---------- DATA EXTRACTS

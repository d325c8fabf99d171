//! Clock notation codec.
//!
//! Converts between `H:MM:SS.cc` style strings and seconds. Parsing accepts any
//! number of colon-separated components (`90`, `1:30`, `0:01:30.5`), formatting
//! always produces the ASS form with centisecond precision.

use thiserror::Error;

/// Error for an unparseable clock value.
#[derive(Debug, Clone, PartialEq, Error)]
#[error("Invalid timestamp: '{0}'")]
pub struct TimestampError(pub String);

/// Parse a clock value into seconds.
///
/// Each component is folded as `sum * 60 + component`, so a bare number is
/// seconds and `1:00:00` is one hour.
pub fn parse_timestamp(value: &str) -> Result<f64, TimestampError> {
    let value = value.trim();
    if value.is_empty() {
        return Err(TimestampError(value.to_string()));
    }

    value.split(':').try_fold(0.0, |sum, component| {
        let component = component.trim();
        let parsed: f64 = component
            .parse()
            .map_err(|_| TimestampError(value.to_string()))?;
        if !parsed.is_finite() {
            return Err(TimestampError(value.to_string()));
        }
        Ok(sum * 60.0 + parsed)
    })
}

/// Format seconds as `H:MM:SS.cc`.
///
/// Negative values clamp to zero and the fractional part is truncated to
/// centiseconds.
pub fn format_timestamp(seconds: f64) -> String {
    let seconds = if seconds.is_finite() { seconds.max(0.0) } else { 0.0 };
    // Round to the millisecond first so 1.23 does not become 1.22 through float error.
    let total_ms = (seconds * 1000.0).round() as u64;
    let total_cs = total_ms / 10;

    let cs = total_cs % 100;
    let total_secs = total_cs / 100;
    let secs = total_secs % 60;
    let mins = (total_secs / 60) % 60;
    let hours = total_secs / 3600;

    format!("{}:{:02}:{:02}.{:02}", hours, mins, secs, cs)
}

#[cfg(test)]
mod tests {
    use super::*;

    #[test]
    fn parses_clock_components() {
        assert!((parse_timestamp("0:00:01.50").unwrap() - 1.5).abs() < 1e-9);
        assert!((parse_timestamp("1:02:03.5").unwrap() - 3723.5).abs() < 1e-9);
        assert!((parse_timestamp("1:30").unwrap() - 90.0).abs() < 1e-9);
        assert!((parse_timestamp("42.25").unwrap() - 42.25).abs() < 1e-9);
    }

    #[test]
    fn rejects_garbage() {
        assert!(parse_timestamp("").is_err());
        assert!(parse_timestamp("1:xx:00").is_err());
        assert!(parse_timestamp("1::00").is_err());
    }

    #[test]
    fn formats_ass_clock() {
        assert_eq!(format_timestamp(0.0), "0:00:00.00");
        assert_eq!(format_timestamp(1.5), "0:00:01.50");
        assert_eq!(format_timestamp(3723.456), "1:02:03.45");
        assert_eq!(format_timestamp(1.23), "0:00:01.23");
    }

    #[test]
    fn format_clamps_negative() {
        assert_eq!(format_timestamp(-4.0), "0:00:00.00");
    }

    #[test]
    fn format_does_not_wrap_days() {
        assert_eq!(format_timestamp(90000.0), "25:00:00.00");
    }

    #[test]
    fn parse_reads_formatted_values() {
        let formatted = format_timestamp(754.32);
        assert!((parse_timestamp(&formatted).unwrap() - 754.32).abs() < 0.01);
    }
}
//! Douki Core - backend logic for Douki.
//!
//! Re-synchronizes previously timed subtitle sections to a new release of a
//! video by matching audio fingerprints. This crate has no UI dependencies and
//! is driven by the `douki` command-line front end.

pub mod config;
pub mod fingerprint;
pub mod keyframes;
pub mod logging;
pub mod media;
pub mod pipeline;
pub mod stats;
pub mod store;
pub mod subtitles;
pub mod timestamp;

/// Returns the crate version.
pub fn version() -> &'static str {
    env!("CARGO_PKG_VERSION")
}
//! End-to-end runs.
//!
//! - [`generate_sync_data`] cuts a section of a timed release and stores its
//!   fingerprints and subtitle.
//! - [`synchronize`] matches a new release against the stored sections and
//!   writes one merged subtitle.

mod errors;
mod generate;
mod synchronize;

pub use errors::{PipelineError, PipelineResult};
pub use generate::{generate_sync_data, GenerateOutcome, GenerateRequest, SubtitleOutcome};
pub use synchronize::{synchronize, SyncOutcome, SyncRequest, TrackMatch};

--------------------
---------- DATA EXTRACTS

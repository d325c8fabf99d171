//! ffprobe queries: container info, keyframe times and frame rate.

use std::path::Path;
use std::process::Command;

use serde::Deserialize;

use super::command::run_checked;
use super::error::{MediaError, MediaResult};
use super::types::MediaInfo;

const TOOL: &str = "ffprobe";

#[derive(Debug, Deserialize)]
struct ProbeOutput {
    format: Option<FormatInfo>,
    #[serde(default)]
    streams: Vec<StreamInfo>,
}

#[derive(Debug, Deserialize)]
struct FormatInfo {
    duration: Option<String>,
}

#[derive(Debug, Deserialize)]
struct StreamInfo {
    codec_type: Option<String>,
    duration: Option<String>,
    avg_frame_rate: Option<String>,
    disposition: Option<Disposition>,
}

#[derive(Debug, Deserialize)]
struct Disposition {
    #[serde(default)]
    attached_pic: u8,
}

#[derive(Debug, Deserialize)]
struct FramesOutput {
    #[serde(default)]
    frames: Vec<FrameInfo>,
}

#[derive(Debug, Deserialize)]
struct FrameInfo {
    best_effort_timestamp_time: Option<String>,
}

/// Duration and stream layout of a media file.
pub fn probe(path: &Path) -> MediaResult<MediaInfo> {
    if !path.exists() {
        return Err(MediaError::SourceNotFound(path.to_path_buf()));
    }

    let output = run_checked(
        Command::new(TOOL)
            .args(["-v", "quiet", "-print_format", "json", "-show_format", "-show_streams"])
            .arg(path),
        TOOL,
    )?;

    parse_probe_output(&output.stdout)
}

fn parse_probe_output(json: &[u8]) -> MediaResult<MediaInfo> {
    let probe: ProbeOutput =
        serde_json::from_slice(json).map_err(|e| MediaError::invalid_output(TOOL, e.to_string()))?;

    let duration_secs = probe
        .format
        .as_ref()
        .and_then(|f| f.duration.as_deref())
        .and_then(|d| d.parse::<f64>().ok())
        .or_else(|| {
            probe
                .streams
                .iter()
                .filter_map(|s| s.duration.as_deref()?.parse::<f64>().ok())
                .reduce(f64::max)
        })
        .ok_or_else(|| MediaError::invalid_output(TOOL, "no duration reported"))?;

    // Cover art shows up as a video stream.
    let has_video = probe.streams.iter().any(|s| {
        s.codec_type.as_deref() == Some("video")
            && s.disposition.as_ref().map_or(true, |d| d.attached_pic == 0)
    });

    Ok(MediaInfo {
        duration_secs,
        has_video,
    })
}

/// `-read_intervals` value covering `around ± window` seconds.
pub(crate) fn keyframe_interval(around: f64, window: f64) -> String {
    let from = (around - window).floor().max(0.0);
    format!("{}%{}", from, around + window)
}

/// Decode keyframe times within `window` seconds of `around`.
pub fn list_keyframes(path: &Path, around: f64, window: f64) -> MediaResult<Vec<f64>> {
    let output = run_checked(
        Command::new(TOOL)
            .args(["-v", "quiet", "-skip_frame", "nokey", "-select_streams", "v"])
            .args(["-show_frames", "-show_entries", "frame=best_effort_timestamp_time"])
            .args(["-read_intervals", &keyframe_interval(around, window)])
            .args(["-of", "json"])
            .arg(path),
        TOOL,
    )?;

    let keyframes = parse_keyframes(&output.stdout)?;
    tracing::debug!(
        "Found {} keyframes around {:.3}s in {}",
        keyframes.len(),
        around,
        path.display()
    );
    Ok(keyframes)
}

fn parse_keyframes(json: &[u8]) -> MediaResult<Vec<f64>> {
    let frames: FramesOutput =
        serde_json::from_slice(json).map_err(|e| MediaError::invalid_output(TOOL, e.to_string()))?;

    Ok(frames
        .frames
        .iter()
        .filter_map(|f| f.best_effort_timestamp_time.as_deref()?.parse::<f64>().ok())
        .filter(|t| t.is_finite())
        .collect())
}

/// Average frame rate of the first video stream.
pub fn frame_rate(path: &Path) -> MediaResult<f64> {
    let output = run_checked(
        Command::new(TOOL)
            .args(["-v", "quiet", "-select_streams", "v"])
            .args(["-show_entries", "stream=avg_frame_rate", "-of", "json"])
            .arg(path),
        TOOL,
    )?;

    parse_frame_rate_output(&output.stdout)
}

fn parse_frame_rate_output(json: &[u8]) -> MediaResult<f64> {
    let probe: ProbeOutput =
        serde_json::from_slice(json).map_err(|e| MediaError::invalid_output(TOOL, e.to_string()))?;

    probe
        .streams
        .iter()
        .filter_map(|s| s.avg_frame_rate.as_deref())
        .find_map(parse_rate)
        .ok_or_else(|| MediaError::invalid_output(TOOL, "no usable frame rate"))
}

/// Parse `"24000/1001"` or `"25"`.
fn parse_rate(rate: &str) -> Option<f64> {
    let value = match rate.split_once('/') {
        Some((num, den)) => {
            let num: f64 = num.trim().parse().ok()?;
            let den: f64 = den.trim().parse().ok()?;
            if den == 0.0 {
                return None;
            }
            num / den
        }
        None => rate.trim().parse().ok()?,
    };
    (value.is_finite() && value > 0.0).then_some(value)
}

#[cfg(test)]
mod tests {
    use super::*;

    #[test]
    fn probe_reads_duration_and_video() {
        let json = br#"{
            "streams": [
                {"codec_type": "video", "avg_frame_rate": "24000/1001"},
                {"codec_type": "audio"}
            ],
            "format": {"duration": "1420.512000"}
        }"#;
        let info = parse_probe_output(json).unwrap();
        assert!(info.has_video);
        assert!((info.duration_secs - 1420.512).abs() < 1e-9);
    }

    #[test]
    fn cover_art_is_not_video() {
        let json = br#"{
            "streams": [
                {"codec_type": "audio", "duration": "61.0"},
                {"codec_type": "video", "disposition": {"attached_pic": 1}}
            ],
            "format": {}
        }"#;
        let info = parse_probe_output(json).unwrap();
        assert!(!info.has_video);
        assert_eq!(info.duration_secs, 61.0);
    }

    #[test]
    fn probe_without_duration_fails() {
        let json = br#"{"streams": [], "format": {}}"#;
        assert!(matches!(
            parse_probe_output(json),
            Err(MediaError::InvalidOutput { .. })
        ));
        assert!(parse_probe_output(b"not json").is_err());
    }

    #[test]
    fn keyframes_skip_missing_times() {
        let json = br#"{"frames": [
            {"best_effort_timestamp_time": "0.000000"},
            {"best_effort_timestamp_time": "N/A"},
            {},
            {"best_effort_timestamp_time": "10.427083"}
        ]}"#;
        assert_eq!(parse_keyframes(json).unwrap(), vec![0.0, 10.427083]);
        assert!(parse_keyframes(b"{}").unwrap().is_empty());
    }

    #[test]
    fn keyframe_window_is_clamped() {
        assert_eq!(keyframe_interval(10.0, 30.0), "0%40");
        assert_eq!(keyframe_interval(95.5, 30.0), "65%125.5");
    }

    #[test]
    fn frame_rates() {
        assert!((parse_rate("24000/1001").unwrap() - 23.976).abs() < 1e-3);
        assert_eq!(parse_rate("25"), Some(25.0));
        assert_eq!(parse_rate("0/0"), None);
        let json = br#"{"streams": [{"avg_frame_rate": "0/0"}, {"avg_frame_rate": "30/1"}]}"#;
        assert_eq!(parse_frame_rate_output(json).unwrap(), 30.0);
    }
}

--------------------
---------- DATA EXTRACTS

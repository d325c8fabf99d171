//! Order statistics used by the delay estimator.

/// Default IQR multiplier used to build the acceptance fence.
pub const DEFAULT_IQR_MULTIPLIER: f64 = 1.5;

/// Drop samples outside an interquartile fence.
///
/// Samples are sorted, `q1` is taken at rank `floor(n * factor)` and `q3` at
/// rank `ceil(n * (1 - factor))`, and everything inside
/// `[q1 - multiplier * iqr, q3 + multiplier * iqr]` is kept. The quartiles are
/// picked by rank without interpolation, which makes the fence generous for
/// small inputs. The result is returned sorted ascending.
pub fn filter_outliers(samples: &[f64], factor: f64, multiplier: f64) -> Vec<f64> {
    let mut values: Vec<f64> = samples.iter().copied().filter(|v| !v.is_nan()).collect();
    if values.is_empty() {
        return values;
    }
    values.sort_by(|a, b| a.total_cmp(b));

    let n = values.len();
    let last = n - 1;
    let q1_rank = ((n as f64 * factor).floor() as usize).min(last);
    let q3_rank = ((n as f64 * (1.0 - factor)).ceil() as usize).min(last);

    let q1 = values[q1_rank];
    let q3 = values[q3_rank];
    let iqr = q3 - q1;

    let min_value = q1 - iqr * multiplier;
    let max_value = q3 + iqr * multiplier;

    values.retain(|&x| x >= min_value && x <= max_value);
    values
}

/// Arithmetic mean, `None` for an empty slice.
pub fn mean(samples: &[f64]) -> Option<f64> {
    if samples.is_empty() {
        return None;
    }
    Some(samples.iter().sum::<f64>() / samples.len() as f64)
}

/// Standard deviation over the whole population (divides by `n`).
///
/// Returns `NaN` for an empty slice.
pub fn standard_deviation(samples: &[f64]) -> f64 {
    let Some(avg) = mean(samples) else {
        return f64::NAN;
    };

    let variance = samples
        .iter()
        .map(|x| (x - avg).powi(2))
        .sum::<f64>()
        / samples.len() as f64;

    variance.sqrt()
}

--------------------

Look through the entries above; copy each line where the string "usize" appears.

ANSWER BELOW:
    let q1_rank = ((n as f64 * factor).floor() as usize).min(last);
    let q3_rank = ((n as f64 * (1.0 - factor)).ceil() as usize).min(last);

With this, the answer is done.